YES! OWWW! Bella butted me and I ended up with with a black eye!

HYE Got your hair pulled by a goat?


----------



## J.O.Y. Farm

ouch!

yes plenty :roll:

you?


----------



## meluvgoats

I know!
yeh plenty too!

hye had a goat jump on you like a dog?


----------



## J.O.Y. Farm

Yep... ALL the time! LOL!

HYE had a yearling jump in your lap cause she was jealous of her little sister :laugh: Brookie did that this year :laugh:


----------



## meluvgoats

LOL! Yes. We used to have a doe when we were younger and she was nearly always havin triplets :greengrin: 
HYE had a goat that could do a wall kick? Bella can, its so cool!


----------



## caprine crazy

That's awesome! I wish my goat could do that!

HYE had a goat that knew how to get out of its pen?


----------



## J.O.Y. Farm

Yep Snappy knows how to open the latch :roll: So we had moved it up and now she can't!

you?


----------



## caprine crazy

yep we put tarp straps at the bottom and top of the gate and hooked to the fence. Miracle can't get out now!

HYE had a goat chase you?


----------



## J.O.Y. Farm

lol!

yes! The babies ALWAYS chase me! LOL!

you?


----------



## meluvgoats

yeh LOL! When I have the food bucket they go mental!

HYE had a goat addicted to food?


----------



## J.O.Y. Farm

LOL!

What goat isn't!?

HYE been chased by a dog?


----------



## caprine crazy

yes

HYE been bit by a dog?


----------



## meluvgoats

Yes, a vicious little Jack Russell!

You?


----------



## caprine crazy

Jack Russells can be mean!

not yet :wink:

HYE been scratched by a cat?


----------



## J.O.Y. Farm

yes

HYE been licked in the eye by a cat?


----------



## meluvgoats

No and I dont plan to!

HYE had a big dog jump up at ya and knock ya over?


----------



## J.O.Y. Farm

LOL!

no

HYE been peed on by a dog?


----------



## meluvgoats

No LOL!

HYE been pooped on by a goat? :ROFL:


----------



## J.O.Y. Farm

yes

you?


----------



## caprine crazy

Yep!

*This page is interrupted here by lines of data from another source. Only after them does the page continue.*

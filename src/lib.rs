//! # collection-crawler Library
//!
//! Concurrently fetches the posts, comments, albums, photos and users
//! collections from a JSON API, validates every record against a fixed schema
//! and appends the validated records to per-collection JSON lines files.

pub mod config;
pub mod crawler;
pub mod dispatcher;
pub mod error;
pub mod fetch;
pub mod http_client;
pub mod logging;
pub mod registry;
pub mod schema;
pub mod sink;

pub use config::{CrawlerConfig, DEFAULT_BASE_URL};
pub use crawler::{CollectionReport, CollectionStatus, Crawler, RunSummary};
pub use dispatcher::{CollectionOutcome, DEFAULT_MAX_CONCURRENCY, Dispatcher, TaskState};
pub use error::{ConfigError, CrawlError, FailureStage, Result, SchemaError};
pub use fetch::{fetch_and_validate, try_fetch_and_validate};
pub use http_client::{AsyncHttpClient, HttpClientConfig};
pub use registry::{CollectionSpec, SchemaRegistry};
pub use schema::{
    Address, Album, CollectionKind, Comment, Company, NormalizedRecord, Photo, Post, Schema, User,
};
pub use sink::{JsonlSink, RecordSink};
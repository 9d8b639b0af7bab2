//! TCP Client
//!
//! Dials the server, sends a batch of requests, then reads the same number of
//! responses back. Requests and responses pair up purely by order.

use std::net::ToSocketAddrs;
use std::thread;
use std::time::{Duration, Instant};

use rand::Rng;

use crate::config::Config;
use crate::error::{Result, WireError};
use crate::protocol::Channel;

/// Outcome of one request/response cycle
#[derive(Debug, Clone, Default, PartialEq, Eq)]
pub struct Exchange {
    /// Requests that were written successfully
    pub sent: usize,

    /// Requests whose write failed and were skipped
    pub failed: usize,

    /// Responses received, in arrival order
    pub responses: Vec<String>,
}

impl Exchange {
    /// True when every request was sent and answered
    pub fn is_complete(&self, expected: usize) -> bool {
        self.sent == expected && self.responses.len() == expected
    }
}

/// A single client connection
pub struct Client {
    /// Client id for logging
    id: u64,
    channel: Channel,
    write_timeout: Duration,
    read_timeout: Duration,
    settle_delay: Duration,
    request_count: usize,
}

impl Client {
    /// Dial `config.addr` within `config.connect_timeout_ms`
    ///
    /// Every resolved address is tried in turn; the last failure is returned.
    pub fn connect(id: u64, config: &Config) -> Result<Self> {
        let timeout = Duration::from_millis(config.connect_timeout_ms);
        let mut last_err = None;

        for addr in config.addr.to_socket_addrs()? {
            match Channel::connect(&addr, timeout, config.delimiter) {
                Ok(channel) => {
                    tracing::info!(
                        role = "client",
                        id,
                        remote = %addr,
                        local = %channel.local_addr()?,
                        "connected to server"
                    );
                    return Ok(Self {
                        id,
                        channel,
                        write_timeout: Duration::from_millis(config.write_timeout_ms),
                        read_timeout: Duration::from_millis(config.client_read_timeout_ms),
                        settle_delay: Duration::from_millis(config.settle_delay_ms),
                        request_count: config.request_count,
                    });
                }
                Err(e) => last_err = Some(e),
            }
        }

        Err(last_err.unwrap_or_else(|| {
            WireError::Config(format!("address {} resolved to nothing", config.addr))
        }))
    }

    /// Send `request_count` random requests and collect the replies
    pub fn run(&mut self) -> Exchange {
        let requests = random_requests(self.request_count);
        self.exchange(&requests)
    }

    /// Send `requests` in order, then read one response per request
    ///
    /// A failed send is logged and skipped. Reading stops at the first
    /// end-of-stream or error; whatever arrived before is returned. Each
    /// response must arrive within the client read timeout.
    pub fn exchange(&mut self, requests: &[i32]) -> Exchange {
        let mut outcome = Exchange::default();

        if !self.settle_delay.is_zero() {
            thread::sleep(self.settle_delay);
        }

        if let Err(e) = self.channel.set_write_timeout(Some(self.write_timeout)) {
            tracing::warn!(
                role = "client",
                id = self.id,
                error = %e,
                "failed to arm write deadline"
            );
        }

        for &req in requests {
            match self.channel.send(&req.to_string()) {
                Ok(bytes) => {
                    tracing::info!(
                        role = "client",
                        id = self.id,
                        bytes,
                        request = req,
                        "sent request"
                    );
                    outcome.sent += 1;
                }
                Err(e) => {
                    tracing::warn!(role = "client", id = self.id, error = %e, "write error");
                    outcome.failed += 1;
                }
            }
        }

        if self.read_timeout.is_zero() {
            if let Err(e) = self.channel.set_read_timeout(None) {
                tracing::warn!(
                    role = "client",
                    id = self.id,
                    error = %e,
                    "failed to clear read deadline"
                );
            }
        }

        for _ in 0..requests.len() {
            let received = if self.read_timeout.is_zero() {
                self.channel.receive()
            } else {
                self.channel.receive_until(Instant::now() + self.read_timeout)
            };

            match received {
                Ok(response) => {
                    tracing::info!(role = "client", id = self.id, %response, "received response");
                    outcome.responses.push(response);
                }
                Err(WireError::EndOfStream) => {
                    tracing::info!(
                        role = "client",
                        id = self.id,
                        "the connection is closed by another side"
                    );
                    break;
                }
                Err(e) => {
                    tracing::warn!(role = "client", id = self.id, error = %e, "read error");
                    break;
                }
            }
        }

        outcome
    }
}

/// `count` uniformly random request values
pub fn random_requests(count: usize) -> Vec<i32> {
    let mut rng = rand::thread_rng();
    (0..count).map(|_| rng.gen::<i32>()).collect()
}
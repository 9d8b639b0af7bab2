//! Protocol Module
//!
//! Defines the wire protocol for client-server communication.
//!
//! ## Frame Format
//!
//! ```text
//! ┌─────────────────────────────────────┬───────────┐
//! │          Payload (UTF-8)            │ Delim (1) │
//! └─────────────────────────────────────┴───────────┘
//! ```
//!
//! No length prefix, no checksum, no escaping. The payload must never contain
//! the delimiter byte (`\t` by default).
//!
//! ### Request payload
//! A signed 32-bit integer in decimal, e.g. `27`.
//!
//! ### Response payload
//! - Success: `The cube root of 27 is 3.000000.`
//! - Validation failure: `"abc" is not integer` or `99999999999 is not 32-bit integer`

mod channel;
mod request;
mod response;

pub use channel::{
    encode_frame, receive_message, receive_message_buffered, send_message, Channel,
    DEFAULT_DELIMITER,
};
pub use request::parse_request;
pub use response::format_cube_root;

And it went right into my shoe!

HYE been to an outdoor concert?


----------



## meluvgoats

Yeh, they're really loud!

You?


----------



## caprine crazy

Yeah

HYE been in an airplane?


----------



## RMADairyGoats

Yes
You?


----------



## meluvgoats

Yeh

HYE seen batman


----------



## caprine crazy

no
HYE been on a boat?


----------



## meluvgoats

Yeh

HYE been to OK


----------



## caprine crazy

no

HYE been to the Caribbean?


----------



## RMADairyGoats

No
U?


----------



## caprine crazy

No

HYE had a goat bloat before?


----------



## RMADairyGoats

Yes
HYE had a goat break a leg?


----------



## caprine crazy

Not yet

U?


----------



## meluvgoats

No

HYE Seen a rocket take off?


----------



## caprine crazy

No

HYE been to the US?


----------



## KW Farms

Yep. Never left... :laugh:

Have you ever won a showmanship class?


----------



## meluvgoats

YEP!!!!! The best fun ever!!! :greengrin: 

HYE had a finished champion?


----------



## KW Farms

Yes.

Have you ever paid over $1000 for a goat?


----------



## meluvgoats

No

You?


----------



## J.O.Y. Farm

nope

HYE paid more then $8 for a bale of hay?


----------



## RMADairyGoats

yes
You?


----------



## thegoatgirl

YES!! LOL!

HYE had a completely black goat.


----------



## J.O.Y. Farm

Wow! That is crazy! We won't pay more then $5 or $6!!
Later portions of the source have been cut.